Abrió una de las puertas del placard, en cuya cara interna había un espejo, y se miró en él: las mangas eran un poco largas, los hombros se le ajustaban más de lo deseado, pero no le quedaba mal ese saco.

Permaneció largamente así, frente al espejo, mirándose. Después, con la misma lentitud con que se lo había puesto, se quitó el saco, lo colgó nuevamente en la silla, y se puso el suyo.

Volvió a observar entonces los objetos del dormitorio, buscando algo más. Tuvo suerte: asomando apenas por detrás de una de las patas de la cama, descubrió el pucho de un cigarrillo, que, por milagro, había pasado inadvertido a la mujer de la limpieza.

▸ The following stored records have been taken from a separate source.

//! CLI handler for `mockcraft scan <repo>`.

use crate::cli::output;
use anyhow::Result;
use mockcraft::{ScanConfig, ScanInput, ScanReport, Scanner};

/// Scan a repository and return its report.
pub async fn scan(repo: &str, config: ScanConfig) -> Result<ScanReport> {
    let scanner = Scanner::new(config)?;
    Ok(scanner.scan(ScanInput::RepositoryUrl(repo.to_string())).await?)
}

/// Run the scan command.
pub async fn run(repo: &str, config: ScanConfig) -> Result<()> {
    output::say(format!("  Scanning {repo}...\n"));
    let report = scan(repo, config).await?;

    if output::is_json() {
        output::print_json(&report);
        return Ok(());
    }
    if output::is_quiet() {
        return Ok(());
    }

    println!(
        "  Branch: {}   files scanned: {}   skipped: {}",
        report.branch,
        report.files_scanned,
        report.skipped_files.len()
    );
    if let Some(meta) = &report.repo_metadata {
        println!(
            "  {} ★{}  forks {}  {}",
            meta.name,
            meta.stars,
            meta.forks,
            if meta.is_active { "active" } else { "inactive" }
        );
    }
    println!();

    if report.endpoints.is_empty() {
        println!("  No endpoints found.");
    } else {
        println!("  Endpoints:");
        for endpoint in &report.endpoints {
            println!("    {:<7} {}", endpoint.method, endpoint.path);
        }
    }

    if !report.interfaces.is_empty() {
        println!();
        println!("  Declarations:");
        for decl in &report.interfaces {
            println!("    {}", decl.name);
        }
    }

    if !report.skipped_files.is_empty() {
        println!();
        println!("  Skipped:");
        for skipped in &report.skipped_files {
            println!("    {:<32} {}", skipped.path, skipped.reason);
        }
    }
    println!();

    Ok(())
}
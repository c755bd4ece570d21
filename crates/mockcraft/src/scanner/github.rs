//! GitHub repository resolution: reference parsing, branch selection,
//! recursive tree listing and raw file download.

use crate::config::ScanConfig;
use crate::error::{ScanError, ScanResult};
use crate::scanner::http_client::HttpClient;
use crate::types::RepoMetadata;
use chrono::{DateTime, Utc};
use serde::Deserialize;
use std::collections::BTreeMap;
use std::fmt;
use std::str::FromStr;

/// Branch tried when the resolved branch has no tree.
pub const FALLBACK_BRANCH: &str = "master";

/// Branch assumed when the repository metadata cannot be read.
pub const DEFAULT_BRANCH: &str = "main";

/// A parsed `owner/repo[/tree/branch]` reference.
#[derive(Debug, Clone, PartialEq, Eq)]
pub struct RepoRef {
    pub owner: String,
    pub repo: String,
    pub branch: Option<String>,
}

impl RepoRef {
    /// Parse a GitHub URL (`https://github.com/o/r`, `github.com/o/r/tree/b`)
    /// or a bare `o/r` reference.
    pub fn parse(identifier: &str) -> ScanResult<Self> {
        let invalid = || ScanError::InvalidRepositoryReference(identifier.to_string());

        let mut cleaned = identifier.trim();
        cleaned = cleaned.split(['?', '#']).next().unwrap_or("");
        loop {
            let before = cleaned.len();
            cleaned = cleaned.trim_end_matches('/');
            let cut = cleaned.len().saturating_sub(4);
            if cleaned.len() >= 4
                && cleaned
                    .get(cut..)
                    .is_some_and(|suffix| suffix.eq_ignore_ascii_case(".git"))
            {
                cleaned = &cleaned[..cut];
            }
            if cleaned.len() == before {
                break;
            }
        }

        let rest = match cleaned.find("github.com/") {
            Some(idx) => &cleaned[idx + "github.com/".len()..],
            None if cleaned.contains("://") => return Err(invalid()),
            None => cleaned,
        };

        let segments: Vec<&str> = rest.split('/').collect();
        let (owner, repo) = match segments.as_slice() {
            [owner, repo, ..] if is_valid_name(owner) && is_valid_name(repo) => (*owner, *repo),
            _ => return Err(invalid()),
        };

        let branch = match segments.get(2..) {
            Some(["tree", branch, ..]) if !branch.is_empty() => Some(branch.to_string()),
            _ => None,
        };

        Ok(Self {
            owner: owner.to_string(),
            repo: repo.to_string(),
            branch,
        })
    }
}

impl FromStr for RepoRef {
    type Err = ScanError;

    fn from_str(s: &str) -> Result<Self, Self::Err> {
        Self::parse(s)
    }
}

impl fmt::Display for RepoRef {
    fn fmt(&self, f: &mut fmt::Formatter<'_>) -> fmt::Result {
        write!(f, "{}/{}", self.owner, self.repo)?;
        if let Some(branch) = &self.branch {
            write!(f, "@{branch}")?;
        }
        Ok(())
    }
}

fn is_valid_name(segment: &str) -> bool {
    !segment.is_empty()
        && segment != "."
        && segment != ".."
        && segment
            .chars()
            .all(|c| c.is_ascii_alphanumeric() || matches!(c, '-' | '_' | '.'))
}

/// Outcome of repository resolution.
#[derive(Debug, Clone)]
pub struct ResolvedRepository {
    pub repo: RepoRef,
    /// Branch the tree was actually listed from.
    pub branch: String,
    /// Source files to scan, in tree order, capped at `max_files`.
    pub files: Vec<String>,
    pub metadata: Option<RepoMetadata>,
}

// ── Wire types ──────────────────────────────────────────────────────────────

#[derive(Debug, Deserialize)]
struct RepoInfo {
    name: String,
    #[serde(default)]
    description: Option<String>,
    #[serde(default)]
    default_branch: Option<String>,
    #[serde(default)]
    stargazers_count: u64,
    #[serde(default)]
    forks_count: u64,
    #[serde(default)]
    watchers_count: u64,
    #[serde(default)]
    network_count: u64,
}

#[derive(Debug, Deserialize)]
struct CommitEntry {
    commit: CommitDetail,
}

#[derive(Debug, Deserialize)]
struct CommitDetail {
    author: Option<CommitAuthor>,
}

#[derive(Debug, Deserialize)]
struct CommitAuthor {
    date: Option<DateTime<Utc>>,
}

#[derive(Debug, Deserialize)]
struct TreeResponse {
    #[serde(default)]
    tree: Option<Vec<TreeEntry>>,
}

#[derive(Debug, Deserialize)]
struct TreeEntry {
    path: String,
    #[serde(rename = "type")]
    kind: String,
}

// ── Client ──────────────────────────────────────────────────────────────────

/// Read-only client for the GitHub REST API and raw content host.
#[derive(Clone)]
pub struct GitHubClient {
    http: HttpClient,
    api_base: String,
    raw_base: String,
}

impl GitHubClient {
    pub fn new(config: &ScanConfig) -> ScanResult<Self> {
        Ok(Self {
            http: HttpClient::new(config)?,
            api_base: config.api_base.trim_end_matches('/').to_string(),
            raw_base: config.raw_base.trim_end_matches('/').to_string(),
        })
    }

    fn repo_url(&self, repo: &RepoRef) -> String {
        format!("{}/repos/{}/{}", self.api_base, repo.owner, repo.repo)
    }

    async fn repository_info(&self, repo: &RepoRef) -> ScanResult<RepoInfo> {
        self.http.get_json(&self.repo_url(repo)).await
    }

    /// Language name → bytes of code.
    pub async fn languages(&self, repo: &RepoRef) -> ScanResult<BTreeMap<String, u64>> {
        self.http
            .get_json(&format!("{}/languages", self.repo_url(repo)))
            .await
    }

    /// Author date of the most recent commit on the default branch.
    pub async fn latest_commit_date(&self, repo: &RepoRef) -> ScanResult<Option<DateTime<Utc>>> {
        let commits: Vec<CommitEntry> = self
            .http
            .get_json(&format!("{}/commits?per_page=1", self.repo_url(repo)))
            .await?;
        Ok(commits
            .into_iter()
            .next()
            .and_then(|c| c.commit.author)
            .and_then(|a| a.date))
    }

    /// Paths of all blobs in the recursive tree of `branch`.
    ///
    /// Tried once: the fallback branch is the only retry a tree listing gets.
    pub async fn tree(&self, repo: &RepoRef, branch: &str) -> ScanResult<Vec<String>> {
        let url = format!("{}/git/trees/{branch}?recursive=1", self.repo_url(repo));
        let resp: TreeResponse = self.http.single_attempt().get_json(&url).await?;
        let entries = resp.tree.ok_or_else(|| ScanError::UnexpectedResponse {
            url: url.clone(),
            reason: "no tree returned".to_string(),
        })?;
        Ok(entries
            .into_iter()
            .filter(|e| e.kind == "blob")
            .map(|e| e.path)
            .collect())
    }

    /// Raw text of one file.
    pub async fn raw_file(
        &self,
        repo: &RepoRef,
        branch: &str,
        path: &str,
        max_bytes: usize,
    ) -> ScanResult<String> {
        let url = format!(
            "{}/{}/{}/{branch}/{path}",
            self.raw_base, repo.owner, repo.repo
        );
        self.http.get_text(&url, max_bytes).await
    }

    /// Resolve an identifier to a branch and a capped list of source files.
    ///
    /// Metadata lookups degrade independently; only an unparsable identifier
    /// or a tree that is unreachable on both the resolved branch and
    /// [`FALLBACK_BRANCH`] is an error.
    pub async fn resolve_repository(
        &self,
        identifier: &str,
        config: &ScanConfig,
    ) -> ScanResult<ResolvedRepository> {
        let repo = RepoRef::parse(identifier)?;

        let info = match self.repository_info(&repo).await {
            Ok(info) => Some(info),
            Err(e) => {
                log_degraded("repository", &e);
                None
            }
        };

        let mut branch = repo
            .branch
            .clone()
            .or_else(|| info.as_ref().and_then(|i| i.default_branch.clone()))
            .unwrap_or_else(|| DEFAULT_BRANCH.to_string());

        let metadata = match info {
            Some(info) => Some(self.metadata_block(&repo, info, config).await),
            None => None,
        };

        let blobs = match self.tree(&repo, &branch).await {
            Ok(blobs) => blobs,
            Err(first) if branch != FALLBACK_BRANCH => {
                tracing::info!("tree listing failed on '{branch}' ({first}), retrying on '{FALLBACK_BRANCH}'");
                let failed = std::mem::replace(&mut branch, FALLBACK_BRANCH.to_string());
                self.tree(&repo, &branch).await.map_err(|e| {
                    tracing::warn!("tree listing failed on '{FALLBACK_BRANCH}': {e}");
                    ScanError::RepositoryUnreachable {
                        owner: repo.owner.clone(),
                        repo: repo.repo.clone(),
                        branch: failed,
                    }
                })?
            }
            Err(e) => {
                tracing::warn!("tree listing failed on '{branch}': {e}");
                return Err(ScanError::RepositoryUnreachable {
                    owner: repo.owner.clone(),
                    repo: repo.repo.clone(),
                    branch,
                });
            }
        };

        let total = blobs.len();
        let files: Vec<String> = blobs
            .into_iter()
            .filter(|p| config.is_source_file(p))
            .take(config.max_files)
            .collect();
        tracing::debug!(
            "{repo}: {total} blobs on '{branch}', {} source files selected",
            files.len()
        );

        Ok(ResolvedRepository {
            repo,
            branch,
            files,
            metadata,
        })
    }

    async fn metadata_block(
        &self,
        repo: &RepoRef,
        info: RepoInfo,
        config: &ScanConfig,
    ) -> RepoMetadata {
        let (languages, last_commit) =
            tokio::join!(self.languages(repo), self.latest_commit_date(repo));

        let languages = languages.unwrap_or_else(|e| {
            log_degraded("languages", &e);
            BTreeMap::new()
        });
        let is_active = match last_commit {
            Ok(Some(date)) => is_active(date, Utc::now(), config.activity_threshold_days),
            Ok(None) => true,
            Err(e) => {
                log_degraded("commit activity", &e);
                true
            }
        };

        RepoMetadata {
            name: info.name,
            description: info.description.unwrap_or_default(),
            languages,
            stars: info.stargazers_count,
            forks: info.forks_count,
            watchers: info.watchers_count,
            contributors: info.network_count,
            is_active,
        }
    }
}

fn log_degraded(what: &'static str, cause: &ScanError) {
    let degraded = ScanError::MetadataUnavailable {
        what,
        reason: cause.to_string(),
    };
    tracing::warn!("{degraded}");
}

/// A repository is active when its last commit is younger than `threshold_days`.
pub fn is_active(last_commit: DateTime<Utc>, now: DateTime<Utc>, threshold_days: i64) -> bool {
    (now - last_commit).num_days() < threshold_days
}

#[cfg(test)]
mod tests {
    use super::*;
    use chrono::Duration;

    #[test]
    fn test_parse_https_url() {
        let r = RepoRef::parse("https://github.com/vercel/next.js").unwrap();
        assert_eq!(r.owner, "vercel");
        assert_eq!(r.repo, "next.js");
        assert_eq!(r.branch, None);
    }

    #[test]
    fn test_parse_strips_git_suffix_and_slashes() {
        let r = RepoRef::parse("https://github.com/acme/web.git/").unwrap();
        assert_eq!(r.repo, "web");
        let r = RepoRef::parse("git@github.com/acme/web.GIT").unwrap();
        assert_eq!(r.repo, "web");
    }

    #[test]
    fn test_parse_branch_segment() {
        let r = RepoRef::parse("github.com/acme/web/tree/develop").unwrap();
        assert_eq!(r.branch.as_deref(), Some("develop"));
        let r = RepoRef::parse("acme/web/tree/feature-x/src").unwrap();
        assert_eq!(r.branch.as_deref(), Some("feature-x"));
        let r = RepoRef::parse("acme/web/blob/main/README.md").unwrap();
        assert_eq!(r.branch, None);
    }

    #[test]
    fn test_parse_bare_and_query() {
        let r = RepoRef::parse("  acme/web?tab=readme ").unwrap();
        assert_eq!((r.owner.as_str(), r.repo.as_str()), ("acme", "web"));
        assert_eq!(r.to_string(), "acme/web");
    }

    #[test]
    fn test_parse_rejects_invalid() {
        for bad in [
            "",
            "acme",
            "https://github.com/acme",
            "https://gitlab.com/acme/web",
            "acme//web",
            "a b/c",
        ] {
            assert!(
                matches!(RepoRef::parse(bad), Err(ScanError::InvalidRepositoryReference(_))),
                "expected {bad:?} to be rejected"
            );
        }
    }

    #[test]
    fn test_is_active_threshold() {
        let now = Utc::now();
        assert!(is_active(now - Duration::days(10), now, 365));
        assert!(is_active(now - Duration::days(364), now, 365));
        assert!(!is_active(now - Duration::days(365), now, 365));
        assert!(!is_active(now - Duration::days(900), now, 365));
    }
}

Lo recogió, cuidadosamente: estaba consumido sólo hasta la mitad, tenía rouge. Era de Cecilia. Lo guardó en uno de los bolsillos del saco y salió de la habitación.

Revisó entonces la cocina y el pequeño lavadero. Pero no encontró nada de interés. Volvió al living. Con secreto regocijo, se acercó a la cortina y observó la quemadura que había hecho con su cigarrillo durante su primera visita. Allí estaba, como siempre, inalterada y misteriosa. Sonrió, casi divertido.

Apagó las luces, abrió silenciosamente la puerta y salió. Encendió un cigarrillo como quien se concede un premio. Se sentía satisfecho, bien. Descendió por la escalera hasta la planta baja, atravesó la estación por el pasaje subterráneo y regresó al residencial.

Tampoco esta vez se cruzó con la señora Garland. Subió a su habitación, se duchó y se cambió de ropa. Media hora después estaba cenando en el Munich de Santa Fe y Acevedo. Una hora más tarde estacionaba su coche a media cuadra del Annie Malone.

Descendió y comenzó a caminar hacia el dancing. Sonreía. El cielo estaba claro y el aire más fresco. Era noche de sábado, ¿por qué no divertirse un poco?